Teodora Cardoso:  Para nunca funcionar tem também que haver alguma coisa na lei que não está bem. Necessidade de o orçamento aderir e incorporar de facto a óptica plurianual. O orçamento tem que ser elaborado numa base patrimonial e não numa base de caixa, e para isso tem que haver contas patrimoniais, o que não existe hoje em dia. Este é um problema que terá de ser resolvido se se quiser passar a cumprir a lei.

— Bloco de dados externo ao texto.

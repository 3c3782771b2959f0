use std::env;
use std::fmt::Display;
use std::str::FromStr;

use tracing::{info, warn};

use crate::error::Error;
use crate::imaging::composite::DEFAULT_MARGIN;
use crate::imaging::qr::DEFAULT_ARTIFACT_SIZE;

/// Value of `DATABASE_URL` that selects the in-process store.
pub const MEMORY_DATABASE: &str = "memory";

#[derive(Clone, Debug, PartialEq)]
pub struct Config {
    pub host: String,
    pub port: u16,
    pub database_url: String,
    pub database_name: String,
    pub artifact_size: u32,
    pub overlay_margin: u32,
    pub seed_demo_campaign: bool,
}

impl Config {
    /// Reads the configuration from the environment, after merging in a
    /// `.env` file if one is present.
    pub fn load() -> Result<Config, Error> {
        if let Ok(path) = dotenvy::dotenv() {
            info!("loaded environment from {}", path.display());
        }

        Config::from_lookup(|key| env::var(key).ok())
    }

    pub fn from_lookup<F>(lookup: F) -> Result<Config, Error>
    where
        F: Fn(&str) -> Option<String>,
    {
        let config = Config {
            host: try_load(&lookup, "HOST", "127.0.0.1")?,
            port: try_load(&lookup, "PORT", "8080")?,
            database_url: try_load(&lookup, "DATABASE_URL", "mongodb://localhost:27017")?,
            database_name: try_load(&lookup, "DATABASE_NAME", "qrstamp")?,
            artifact_size: try_load(&lookup, "ARTIFACT_SIZE", &DEFAULT_ARTIFACT_SIZE.to_string())?,
            overlay_margin: try_load(&lookup, "OVERLAY_MARGIN", &DEFAULT_MARGIN.to_string())?,
            seed_demo_campaign: try_load(&lookup, "SEED_DEMO_CAMPAIGN", "false")?,
        };

        if config.artifact_size == 0 {
            return Err(Error::InvalidConfiguration {
                key: "ARTIFACT_SIZE",
                reason: "must be positive".to_string(),
            });
        }

        Ok(config)
    }

    pub fn address(&self) -> (String, u16) {
        (self.host.clone(), self.port)
    }

    pub fn uses_memory_database(&self) -> bool {
        self.database_url == MEMORY_DATABASE
    }
}

fn try_load<F, T>(lookup: &F, key: &'static str, default: &str) -> Result<T, Error>
where
    F: Fn(&str) -> Option<String>,
    T: FromStr,
    T::Err: Display,
{
    let value = lookup(key).unwrap_or_else(|| {
        info!("{} not set, using default: {}", key, default);
        default.to_string()
    });

    value.trim().parse().map_err(|err: T::Err| {
        warn!("invalid {} value: {}", key, err);
        Error::InvalidConfiguration {
            key,
            reason: err.to_string(),
        }
    })
}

Para se saber quais as implicações em todos os dados quando se assume um compromisso de despesa. E também se verifica o mesmo quanto a direitos (como pensões e saúde), há que saber o impacto orçamental presente e futuro. Adequação do principio do saldo estrutural para estabilidade orçamental foi criticada, mas tem algumas vantagens, por exemplo, considerar o equilíbrio ao longo do ciclo económico (e torna-se um número menos bem definido por trabalhar com previsões). Os países podem assumir mais instrumentos para cumprirem as regras de equilíbrio orçamental. Há que completar a legislação europeia em termos nacionais, e não há esse esforço em Portugal. A legislação europeia tem regras muito gerais, que depois têm de ser adaptadas em detalhe em cada país. Há empresas públicas que mais cedo ou mais tarde vão aparecer no défice orçamental, e que excluímos porque a definição do Eurostat (ainda) não as inclui.

 

Discussão: Orçamentos com base em compromissos é diferente de orçamentos patrimoniais. Olhar para os parceiros europeus e ver o que funcionou. O caso sueco é um bom exemplo em que os procedimentos orçamentais funcionaram bem. Não têm um orçamento patrimonial. Temos que perceber o que está no orçamento, e orçamento patrimonial não dá isso. Neste caso, a criatividade não é bem vinda, não temos necessidade e não devemos ser criativos. Referência ao caso austríaco. Terminaram em 2011 uma alteração do processo orçamental que começou em 1998, com duas alterações constitucionais. Construiram um consenso sobre a reforma dos procedimentos orçamentais. Não se está a falar de opções políticas e sim de procedimentos. Suécia define tectos nominais de despesa a três anos. Norberto Rosa retoma o argumento de não ser preciso inovar demasiado. POCP foi bem feito e teve um problema à nascença, ter três meses para ser aplicado, de setembro até final do ano, não era possível. Transparência da decisão – governos assumem encargos plurianuais mas a assembleia da república não se pronuncia. Serviços partilhados para o governo na contabilidade, não é preciso ter ministério a ministério. Conta patrimonial previsional faz todo o sentido. Autorizações é que não faz sentido. Estas mudanças demoram muito tempo e não é por incompetência das pessoas.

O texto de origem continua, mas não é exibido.